*What you should do*.
Among the lines of data below, reproduce only those from the one with "let mut current = self.advance_to_next_work_start(start);" through the one with "let first = result.date();", exactly as they stand, both ends included.

*Study material*.

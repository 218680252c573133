use crate::config::types::{Config, FetcherConfig, ScrapeOptions};
use crate::ConfigError;

/// Validates the entire configuration
pub fn validate(config: &Config) -> Result<(), ConfigError> {
    validate_fetcher_config(&config.fetcher)?;
    validate_scrape_options(&config.limits)?;
    Ok(())
}

/// Validates fetcher configuration
pub fn validate_fetcher_config(config: &FetcherConfig) -> Result<(), ConfigError> {
    if config.timeout_ms == 0 {
        return Err(ConfigError::Validation(
            "timeout_ms must be >= 1".to_string(),
        ));
    }

    if config.max_retries == 0 {
        return Err(ConfigError::Validation(
            "max_retries must be >= 1".to_string(),
        ));
    }

    if config.user_agent.trim().is_empty() {
        return Err(ConfigError::Validation(
            "user_agent cannot be empty".to_string(),
        ));
    }

    Ok(())
}

/// Validates extraction limits; every limit must be a positive integer
pub fn validate_scrape_options(options: &ScrapeOptions) -> Result<(), ConfigError> {
    let limits = [
        ("headings_limit", options.headings_limit),
        ("paragraphs_limit", options.paragraphs_limit),
        ("links_limit", options.links_limit),
        ("images_limit", options.images_limit),
    ];

    for (name, value) in limits {
        if value == 0 {
            return Err(ConfigError::Validation(format!(
                "{} must be >= 1, got {}",
                name, value
            )));
        }
    }

    Ok(())
}
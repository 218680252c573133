use serde::Deserialize;
use std::time::Duration;

/// Browser-like identification sent with every request
pub const DEFAULT_USER_AGENT: &str = "Mozilla/5.0 (Windows NT 10.0; Win64; x64) AppleWebKit/537.36 (KHTML, like Gecko) Chrome/91.0.4472.124 Safari/537.36";

/// Main configuration structure for Page-Glean
#[derive(Debug, Clone, Default, Deserialize)]
pub struct Config {
    #[serde(default)]
    pub fetcher: FetcherConfig,
    #[serde(default)]
    pub limits: ScrapeOptions,
}

/// HTTP fetcher configuration
#[derive(Debug, Clone, Deserialize)]
#[serde(default)]
pub struct FetcherConfig {
    /// Per-attempt request timeout (milliseconds)
    #[serde(rename = "timeout-ms")]
    pub timeout_ms: u64,

    /// Total number of attempts for transient failures
    #[serde(rename = "max-retries")]
    pub max_retries: u32,

    /// Value of the User-Agent header
    #[serde(rename = "user-agent")]
    pub user_agent: String,
}

impl FetcherConfig {
    pub fn timeout(&self) -> Duration {
        Duration::from_millis(self.timeout_ms)
    }
}

impl Default for FetcherConfig {
    fn default() -> Self {
        Self {
            timeout_ms: 10_000,
            max_retries: 3,
            user_agent: DEFAULT_USER_AGENT.to_string(),
        }
    }
}

/// Per-field extraction limits
///
/// `headings_limit` applies to each of h1, h2 and h3 separately.
#[derive(Debug, Clone, Copy, PartialEq, Eq, Deserialize)]
#[serde(default)]
pub struct ScrapeOptions {
    #[serde(rename = "headings-limit")]
    pub headings_limit: usize,

    #[serde(rename = "paragraphs-limit")]
    pub paragraphs_limit: usize,

    #[serde(rename = "links-limit")]
    pub links_limit: usize,

    #[serde(rename = "images-limit")]
    pub images_limit: usize,
}

impl Default for ScrapeOptions {
    fn default() -> Self {
        Self {
            headings_limit: 10,
            paragraphs_limit: 5,
            links_limit: 10,
            images_limit: 5,
        }
    }
}
//! Scrape orchestration
//!
//! Sequences validation, fetch, parse and extraction for a single URL.

use crate::config::{
    validate_fetcher_config, validate_scrape_options, FetcherConfig, ScrapeOptions,
};
use crate::glean::extract::extract_all;
use crate::glean::fetcher::{build_http_client, fetch_document};
use crate::glean::result::ScrapeResult;
use crate::url::parse_absolute_url;
use crate::ScrapeError;
use reqwest::Client;

/// Scrapes single pages with a fixed fetcher configuration
///
/// A `Scraper` holds no per-page state, so one instance can serve many
/// independent scrapes, including concurrent ones.
///
/// # Example
///
/// ```no_run
/// use page_glean::{FetcherConfig, Scraper};
///
/// # async fn example() -> page_glean::Result<()> {
/// let scraper = Scraper::new(FetcherConfig::default())?;
/// let result = scraper.scrape("https://example.com", None).await?;
/// println!("{}", result.title);
/// # Ok(())
/// # }
/// ```
#[derive(Debug, Clone)]
pub struct Scraper {
    client: Client,
    config: FetcherConfig,
}

impl Scraper {
    /// Creates a new scraper, validating the fetcher configuration
    pub fn new(config: FetcherConfig) -> Result<Self, ScrapeError> {
        validate_fetcher_config(&config)?;
        let client = build_http_client(&config).map_err(|source| ScrapeError::Unexpected {
            url: String::new(),
            source,
        })?;
        Ok(Self { client, config })
    }

    /// Fetches `url` and extracts its structured summary
    ///
    /// # Arguments
    ///
    /// * `url` - Absolute page URL; surrounding whitespace is ignored
    /// * `options` - Extraction limits; defaults apply when `None`
    ///
    /// # Returns
    ///
    /// * `Ok(ScrapeResult)` - The extracted summary
    /// * `Err(ScrapeError)` - `InvalidInput` before any network activity,
    ///   otherwise the fetch failure unchanged
    pub async fn scrape(
        &self,
        url: &str,
        options: Option<&ScrapeOptions>,
    ) -> Result<ScrapeResult, ScrapeError> {
        let options = options.copied().unwrap_or_default();
        validate_scrape_options(&options)
            .map_err(|e| ScrapeError::InvalidInput(e.to_string()))?;

        let url = url.trim();
        if url.is_empty() {
            return Err(ScrapeError::InvalidInput("URL cannot be empty".to_string()));
        }
        let base_url = parse_absolute_url(url)
            .ok_or_else(|| ScrapeError::InvalidInput(format!("Invalid URL format: '{}'", url)))?;

        tracing::info!("Scraping {}", url);
        let document = fetch_document(&self.client, url, &self.config).await?;
        let result = extract_all(&document, url, &base_url, &options);

        tracing::info!(
            "Scraped {}: {} headings, {} paragraphs, {} links, {} images",
            url,
            result.headings.iter().map(|(_, h)| h.len()).sum::<usize>(),
            result.paragraphs.len(),
            result.links.len(),
            result.images.len()
        );

        Ok(result)
    }
}

/// Scrapes a single page with the default fetcher configuration
pub async fn scrape(
    url: &str,
    options: Option<&ScrapeOptions>,
) -> Result<ScrapeResult, ScrapeError> {
    Scraper::new(FetcherConfig::default())?
        .scrape(url, options)
        .await
}
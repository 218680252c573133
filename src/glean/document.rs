//! Document parser
//!
//! Wraps `scraper::Html` so the extractors have a read-only tree to query.
//! Parsing is permissive: malformed or partial markup still yields a tree.

use scraper::{ElementRef, Html, Selector};

/// A parsed HTML document owned by a single scrape
pub struct ParsedDocument {
    html: Html,
}

impl ParsedDocument {
    /// Returns every element matching a CSS selector, in document order
    ///
    /// An unparsable selector matches nothing.
    pub fn select_all(&self, css: &str) -> Vec<ElementRef<'_>> {
        match Selector::parse(css) {
            Ok(selector) => self.html.select(&selector).collect(),
            Err(_) => Vec::new(),
        }
    }

    /// Returns the first element matching a CSS selector
    pub fn select_first(&self, css: &str) -> Option<ElementRef<'_>> {
        let selector = Selector::parse(css).ok()?;
        self.html.select(&selector).next()
    }

    /// Parser errors recovered from while building the tree
    pub fn recovered_errors(&self) -> usize {
        self.html.errors.len()
    }
}

impl std::fmt::Debug for ParsedDocument {
    fn fmt(&self, f: &mut std::fmt::Formatter<'_>) -> std::fmt::Result {
        f.debug_struct("ParsedDocument")
            .field("recovered_errors", &self.recovered_errors())
            .finish()
    }
}

/// Parses markup into a queryable document
///
/// # Example
///
/// ```
/// use page_glean::glean::parse;
///
/// let doc = parse("<html><head><title>Hi</title></head></html>");
/// assert!(doc.select_first("title").is_some());
/// ```
pub fn parse(body: &str) -> ParsedDocument {
    let html = Html::parse_document(body);
    if !html.errors.is_empty() {
        tracing::trace!("Recovered from {} markup errors", html.errors.len());
    }
    ParsedDocument { html }
}

/// Collects an element's descendant text and trims it
pub(crate) fn element_text(element: &ElementRef<'_>) -> String {
    element.text().collect::<String>().trim().to_string()
}
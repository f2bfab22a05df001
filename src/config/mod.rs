// ==========================================
// Machine Shop APS - Configuration Layer
// ==========================================

pub mod schedule_config;

pub use schedule_config::{HolidayFeedConfig, ScheduleConfig};
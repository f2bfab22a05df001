// ==========================================
// Machine Shop APS - Capability Matcher
// ==========================================
// Red line: stateless, no side effects, no calendar dependency.
// ==========================================

use crate::domain::{Machine, Operation};

// ==========================================
// CapabilityMatcher - pure eligibility rule
// ==========================================
pub struct CapabilityMatcher;

impl CapabilityMatcher {
    /// Whether the machine can perform the operation.
    ///
    /// # Rules
    /// 1. an operation without an axis tag is never performable
    /// 2. eligible iff some machine capability tag occurs in the
    ///    operation's axis tag ("3-axis" matches a machine declaring
    ///    "3-axis", and also one declaring the shorthand "3-axis" as
    ///    part of a composite tag)
    pub fn can_perform(machine: &Machine, operation: &Operation) -> bool {
        if operation.op_axes.is_empty() {
            return false;
        }
        machine
            .types
            .iter()
            .any(|tag| operation.op_axes.contains(tag.as_str()))
    }

    /// Machines from `machines` eligible for the operation, in input
    /// order (the deterministic tie-break order of the builder).
    pub fn eligible_machines<'a>(
        machines: &'a [Machine],
        operation: &Operation,
    ) -> Vec<&'a Machine> {
        machines
            .iter()
            .filter(|m| Self::can_perform(m, operation))
            .collect()
    }
}

#[cfg(test)]
mod tests {
    use super::*;
    use chrono::NaiveDate;

    fn machine(types: &[&str]) -> Machine {
        Machine::new(
            1,
            "M1",
            NaiveDate::from_ymd_opt(2025, 6, 2)
                .unwrap()
                .and_hms_opt(8, 0, 0)
                .unwrap(),
            types.iter().map(|t| t.to_string()).collect(),
        )
    }

    #[test]
    fn test_exact_tag_match() {
        let m = machine(&["3-axis"]);
        assert!(CapabilityMatcher::can_perform(
            &m,
            &Operation::new(1, 60, "3-axis")
        ));
    }

    #[test]
    fn test_no_match() {
        let m = machine(&["4-axis"]);
        assert!(!CapabilityMatcher::can_perform(
            &m,
            &Operation::new(1, 60, "lathe")
        ));
    }

    #[test]
    fn test_empty_axes_never_performable() {
        let m = machine(&["3-axis", "lathe"]);
        assert!(!CapabilityMatcher::can_perform(&m, &Operation::new(1, 60, "")));
    }

    #[test]
    fn test_containment_semantics() {
        // A machine declaring the bare "lathe" tag matches a more
        // specific operation tag that contains it
        let m = machine(&["lathe"]);
        assert!(CapabilityMatcher::can_perform(
            &m,
            &Operation::new(1, 60, "cnc-lathe")
        ));
    }

    #[test]
    fn test_eligible_machines_preserves_input_order() {
        let machines = vec![
            Machine { id: 1, ..machine(&["lathe"]) },
            Machine { id: 2, ..machine(&["3-axis"]) },
            Machine { id: 3, ..machine(&["3-axis", "lathe"]) },
        ];
        let op = Operation::new(1, 60, "3-axis");
        let eligible = CapabilityMatcher::eligible_machines(&machines, &op);
        let ids: Vec<i64> = eligible.iter().map(|m| m.id).collect();
        assert_eq!(ids, vec![2, 3]);
    }
}
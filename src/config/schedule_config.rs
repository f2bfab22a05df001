// ==========================================
// Machine Shop APS - Scheduling Configuration
// ==========================================
// Process-wide knobs with built-in defaults. Serde-serializable so
// the hosting application can persist overrides alongside its own
// settings.
// ==========================================

use serde::{Deserialize, Serialize};

// ==========================================
// ScheduleConfig
// ==========================================

/// Tunables of the scheduling core.
#[derive(Debug, Clone, PartialEq, Serialize, Deserialize)]
pub struct ScheduleConfig {
    /// Fixed machine setup overhead added to every operation (minutes).
    pub setup_time_min: i64,
    /// Width of the "near deadline" warning window on Gantt bars (days).
    pub near_deadline_days: i64,
}

impl Default for ScheduleConfig {
    fn default() -> Self {
        Self {
            setup_time_min: 480,
            near_deadline_days: 7,
        }
    }
}

// ==========================================
// HolidayFeedConfig
// ==========================================

/// Connection settings for the external holiday calendars.
#[derive(Debug, Clone, PartialEq, Serialize, Deserialize)]
pub struct HolidayFeedConfig {
    pub api_key: String,
    /// Jewish holiday calendar.
    pub holiday_calendar_id: String,
    /// Israel civil holiday calendar.
    pub civil_calendar_id: String,
}

impl Default for HolidayFeedConfig {
    fn default() -> Self {
        Self {
            api_key: String::new(),
            holiday_calendar_id: "en.jewish#holiday@group.v.calendar.google.com".to_string(),
            civil_calendar_id: "en.il#holiday@group.v.calendar.google.com".to_string(),
        }
    }
}

impl HolidayFeedConfig {
    /// Read the API key from `GOOGLE_CALENDAR_API_KEY`, keeping the
    /// default calendar ids.
    pub fn from_env() -> Self {
        Self {
            api_key: std::env::var("GOOGLE_CALENDAR_API_KEY").unwrap_or_default(),
            ..Self::default()
        }
    }
}

#[cfg(test)]
mod tests {
    use super::*;

    #[test]
    fn test_default_schedule_config() {
        let config = ScheduleConfig::default();
        assert_eq!(config.setup_time_min, 480);
        assert_eq!(config.near_deadline_days, 7);
    }

    #[test]
    fn test_config_roundtrip() {
        let config = ScheduleConfig {
            setup_time_min: 60,
            near_deadline_days: 3,
        };
        let json = serde_json::to_string(&config).unwrap();
        let back: ScheduleConfig = serde_json::from_str(&json).unwrap();
        assert_eq!(config, back);
    }
}
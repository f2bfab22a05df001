// ==========================================
// Machine Shop APS - Core Library
// ==========================================
// Decision-support scheduling core for a CNC machine shop: working
// calendar, machine eligibility, greedy earliest-finish placement
// and read-only schedule projections. The shop keeps final control;
// every computed plan is advisory until committed.
// ==========================================

// ==========================================
// Module declarations
// ==========================================

// Domain layer - entities and types
pub mod domain;

// Calendar layer - working time and holidays
pub mod calendar;

// Engine layer - business rules
pub mod engine;

// Projection layer - calendar and Gantt views
pub mod projection;

// Configuration layer
pub mod config;

// Logging system
pub mod logging;

// ==========================================
// Core type re-exports
// ==========================================

// Domain types
pub use domain::{DeadlineStatus, OrderStatus, SkipReason};

// Domain entities
pub use domain::{
    Machine, MachineSchedule, Operation, Order, OrderScheduleResult, ScheduledOperation,
    SkippedOperation, MAX_OPERATIONS_PER_ORDER,
};

// Calendar
pub use calendar::{
    CalendarError, GoogleCalendarFeed, HolidayFeed, HolidayInfo, StaticHolidayFeed, WorkCalendar,
};

// Engines
pub use engine::{CapabilityMatcher, DurationEstimator, ScheduleBuilder, ScheduleOutcome};

// Projections
pub use projection::{CalendarProjector, GanttProjector};

// Configuration
pub use config::{HolidayFeedConfig, ScheduleConfig};

// ==========================================
// Constants
// ==========================================

// System version
pub const VERSION: &str = env!("CARGO_PKG_VERSION");

// System name
pub const APP_NAME: &str = "Machine Shop APS";

// ==========================================
// Compile-time visibility check
// ==========================================
// ==========================================
// Machine Shop APS - Operation Duration Estimator
// ==========================================
// Converts (per-unit minutes, quantity) plus the fixed setup
// overhead into required working hours.
// ==========================================

use crate::calendar::WORKING_DAY_MINUTES;

// ==========================================
// DurationEstimator
// ==========================================
pub struct DurationEstimator {
    setup_time_min: i64,
}

impl DurationEstimator {
    /// # Parameters
    /// - setup_time_min: fixed machine setup overhead in minutes,
    ///   added once per operation
    pub fn new(setup_time_min: i64) -> Self {
        Self { setup_time_min }
    }

    /// Total working hours the operation requires.
    ///
    /// # Rules
    /// - (op_time_min * quantity + setup_time_min) / 60
    /// - `None` when per-unit time or quantity is not positive; the
    ///   caller skips the operation with a warning, never aborts
    pub fn required_hours(&self, op_time_min: i32, quantity: u32) -> Option<f64> {
        if op_time_min <= 0 || quantity == 0 {
            return None;
        }
        let total_min = op_time_min as i64 * quantity as i64 + self.setup_time_min;
        Some(total_min as f64 / 60.0)
    }

    /// Whole working days the operation occupies, rounded up against
    /// the full-day length. A quick order-form estimate; the builder
    /// derives the committed figure from actual placement.
    pub fn required_work_days(&self, op_time_min: i32, quantity: u32) -> Option<i64> {
        if op_time_min <= 0 || quantity == 0 {
            return None;
        }
        let total_min = op_time_min as i64 * quantity as i64 + self.setup_time_min;
        Some((total_min + WORKING_DAY_MINUTES - 1) / WORKING_DAY_MINUTES)
    }
}
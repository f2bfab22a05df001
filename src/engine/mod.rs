// ==========================================
// Machine Shop APS - Engine Layer
// ==========================================
// Business rules of the scheduling core: eligibility, duration,
// placement. Pure computation over domain snapshots.
// ==========================================
// Red line: the engine does no I/O and mutates no inputs; every
// skipped operation carries a reason.
// ==========================================

pub mod builder;
pub mod capability;
pub mod duration;

// Re-export the core engines
pub use builder::{ScheduleBuilder, ScheduleOutcome};
pub use capability::CapabilityMatcher;
pub use duration::DurationEstimator;
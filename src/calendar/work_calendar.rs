// ==========================================
// Machine Shop APS - Working-Time Calendar
// ==========================================
// Immutable snapshot of the shop working calendar: Friday/Saturday
// weekend, holiday table, 16h working day starting 08:00, 5h half
// day up to the 13:00 cutoff.
// ==========================================
// Red line: a loaded calendar is read-only; reloading for a wider
// range produces a new snapshot instead of mutating shared state.
// ==========================================

use crate::calendar::feed::HolidayFeed;
use crate::calendar::holiday::{fallback_holidays, HolidayInfo};
use chrono::{Datelike, Duration, NaiveDate, NaiveDateTime, Timelike, Weekday};
use std::collections::HashMap;
use tracing::{info, warn};

// ==========================================
// Working-time constants
// ==========================================

/// Minutes in a full working day (08:00 - 24:00).
pub const WORKING_DAY_MINUTES: i64 = 960;
/// Minutes in a half working day (08:00 - 13:00).
pub const WORKING_HALF_DAY_MINUTES: i64 = 300;
/// Hour of day at which work starts.
pub const WORK_START_HOUR: u32 = 8;
/// Hour of day at which a half working day ends.
pub const HALF_DAY_CUTOFF_HOUR: u32 = 13;

// ==========================================
// WorkCalendar
// ==========================================

/// Working-time calendar snapshot.
///
/// Construct once per scheduling run via [`WorkCalendar::load`] (feed
/// with static fallback) or [`WorkCalendar::from_holidays`] (explicit
/// table, fully deterministic - the form tests use).
#[derive(Debug, Clone, Default)]
pub struct WorkCalendar {
    holidays: HashMap<NaiveDate, HolidayInfo>,
}

impl WorkCalendar {
    pub fn from_holidays(holidays: Vec<HolidayInfo>) -> Self {
        Self {
            holidays: holidays.into_iter().map(|h| (h.date, h)).collect(),
        }
    }

    /// Load holiday data for [start, end] from the feed.
    ///
    /// # Failure
    /// If the feed is unreachable or malformed, the built-in static
    /// table is substituted and a warning is logged. Loading never
    /// fails and never blocks scheduling.
    pub async fn load(feed: &dyn HolidayFeed, start: NaiveDate, end: NaiveDate) -> Self {
        match feed.fetch_holidays(start, end).await {
            Ok(holidays) => {
                info!(
                    holidays = holidays.len(),
                    %start,
                    %end,
                    "holiday data loaded from feed"
                );
                Self::from_holidays(holidays)
            }
            Err(err) => {
                warn!(error = %err, "holiday feed unavailable, using static fallback table");
                Self::from_holidays(fallback_holidays())
            }
        }
    }

    pub fn holiday(&self, date: NaiveDate) -> Option<&HolidayInfo> {
        self.holidays.get(&date)
    }

    /// Friday or Saturday.
    pub fn is_weekend(&self, date: NaiveDate) -> bool {
        matches!(date.weekday(), Weekday::Fri | Weekday::Sat)
    }

    /// Weekend or full-day holiday: no work at all.
    pub fn is_non_working_day(&self, date: NaiveDate) -> bool {
        if self.is_weekend(date) {
            return true;
        }
        self.holiday(date).is_some_and(|h| h.is_full_day)
    }

    /// Half-day holiday (morning shift up to the cutoff), never on a
    /// weekend.
    pub fn is_half_working_day(&self, date: NaiveDate) -> bool {
        if self.is_weekend(date) {
            return false;
        }
        self.holiday(date).is_some_and(|h| h.is_half_day)
    }

    /// Working hours the date offers: 0 / 5 / 16.
    pub fn available_hours(&self, date: NaiveDate) -> f64 {
        self.available_minutes(date) as f64 / 60.0
    }

    fn available_minutes(&self, date: NaiveDate) -> i64 {
        if self.is_weekend(date) {
            return 0;
        }
        match self.holiday(date) {
            None => WORKING_DAY_MINUTES,
            Some(h) if h.is_full_day => 0,
            Some(h) if h.is_half_day => WORKING_HALF_DAY_MINUTES,
            Some(_) => WORKING_DAY_MINUTES,
        }
    }

    /// 08:00 on the given date.
    pub fn work_start(date: NaiveDate) -> NaiveDateTime {
        date.and_hms_opt(WORK_START_HOUR, 0, 0)
            .expect("valid work start time")
    }

    /// Advance past non-working days: while the date is non-working,
    /// add one calendar day and reset to the work start hour. A
    /// timestamp already on a working day is returned unchanged.
    pub fn advance_to_next_work_start(&self, timestamp: NaiveDateTime) -> NaiveDateTime {
        let mut current = timestamp;
        while self.is_non_working_day(current.date()) {
            current = Self::work_start(next_day(current.date()));
        }
        current
    }

    /// Work start of the first working day strictly after `date`.
    fn next_work_start_after(&self, date: NaiveDate) -> NaiveDateTime {
        self.advance_to_next_work_start(Self::work_start(next_day(date)))
    }

    /// Add working hours to a timestamp, walking the calendar
    /// day-by-day.
    ///
    /// # Rules
    /// 1. hours <= 0 -> the input timestamp, unchanged
    /// 2. a non-working start advances to the next work start first
    /// 3. the first day contributes only the span from the start
    ///    time-of-day to the day close (13:00 on a half day, 24:00 on
    ///    a full day)
    /// 4. each further working day contributes its full available
    ///    hours; the result on the final day is that day's work start
    ///    plus the hours consumed there
    ///
    /// Deterministic, minute resolution, and monotone: the result is
    /// never before the input.
    pub fn add_working_hours(&self, start: NaiveDateTime, hours: f64) -> NaiveDateTime {
        if hours <= 0.0 {
            return start;
        }

        let mut remaining_min = (hours * 60.0).round() as i64;
        let mut current = self.advance_to_next_work_start(start);

        loop {
            let day = current.date();
            let work_start = Self::work_start(day);
            // Time before 08:00 is dead time, not working time
            let cursor = current.max(work_start);

            let day_close = if self.is_half_working_day(day) {
                day.and_hms_opt(HALF_DAY_CUTOFF_HOUR, 0, 0)
                    .expect("valid cutoff time")
            } else {
                work_start + Duration::minutes(WORKING_DAY_MINUTES)
            };

            let left_min = (day_close - cursor).num_minutes().max(0);
            if remaining_min <= left_min {
                return cursor + Duration::minutes(remaining_min);
            }

            remaining_min -= left_min;
            current = self.next_work_start_after(day);
        }
    }

    /// Count working days in [start, end], half days as 0.5.
    pub fn working_days_between(&self, start: NaiveDate, end: NaiveDate) -> f64 {
        if start > end {
            return 0.0;
        }
        let mut days = 0.0;
        let mut current = start;
        while current <= end {
            if !self.is_non_working_day(current) {
                days += if self.is_half_working_day(current) {
                    0.5
                } else {
                    1.0
                };
            }
            current = next_day(current);
        }
        days
    }

    /// Add working days to a timestamp; half days count 0.5. A
    /// fractional remainder on a half day lands on the cutoff hour.
    pub fn add_working_days(&self, start: NaiveDateTime, days: f64) -> NaiveDateTime {
        if days <= 0.0 {
            return start;
        }

        let mut result = start;
        let mut remaining = days;

        let first = result.date();
        if self.is_half_working_day(first) && !self.is_non_working_day(first) {
            if result.hour() >= HALF_DAY_CUTOFF_HOUR {
                result += Duration::days(1);
            } else {
                remaining -= 0.5;
            }
        }

        while remaining > 0.0 {
            result += Duration::days(1);
            let day = result.date();
            if self.is_non_working_day(day) {
                continue;
            }
            if self.is_half_working_day(day) {
                remaining -= 0.5;
                if remaining > 0.0 && remaining < 0.5 {
                    result = day
                        .and_hms_opt(HALF_DAY_CUTOFF_HOUR, 0, 0)
                        .expect("valid cutoff time");
                    remaining = 0.0;
                }
            } else {
                remaining -= 1.0;
            }
        }

        result
    }
}

fn next_day(date: NaiveDate) -> NaiveDate {
    date.succ_opt().expect("date within chrono range")
}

*Your solution*.
        let mut current = self.advance_to_next_work_start(start);

        loop {
            let day = current.date();
            let work_start = Self::work_start(day);
            // Time before 08:00 is dead time, not working time
            let cursor = current.max(work_start);

            let day_close = if self.is_half_working_day(day) {
                day.and_hms_opt(HALF_DAY_CUTOFF_HOUR, 0, 0)
                    .expect("valid cutoff time")
            } else {
                work_start + Duration::minutes(WORKING_DAY_MINUTES)
            };

            let left_min = (day_close - cursor).num_minutes().max(0);
            if remaining_min <= left_min {
                return cursor + Duration::minutes(remaining_min);
            }

            remaining_min -= left_min;
            current = self.next_work_start_after(day);
        }
    }

    /// Count working days in [start, end], half days as 0.5.
    pub fn working_days_between(&self, start: NaiveDate, end: NaiveDate) -> f64 {
        if start > end {
            return 0.0;
        }
        let mut days = 0.0;
        let mut current = start;
        while current <= end {
            if !self.is_non_working_day(current) {
                days += if self.is_half_working_day(current) {
                    0.5
                } else {
                    1.0
                };
            }
            current = next_day(current);
        }
        days
    }

    /// Add working days to a timestamp; half days count 0.5. A
    /// fractional remainder on a half day lands on the cutoff hour.
    pub fn add_working_days(&self, start: NaiveDateTime, days: f64) -> NaiveDateTime {
        if days <= 0.0 {
            return start;
        }

        let mut result = start;
        let mut remaining = days;

        let first = result.date();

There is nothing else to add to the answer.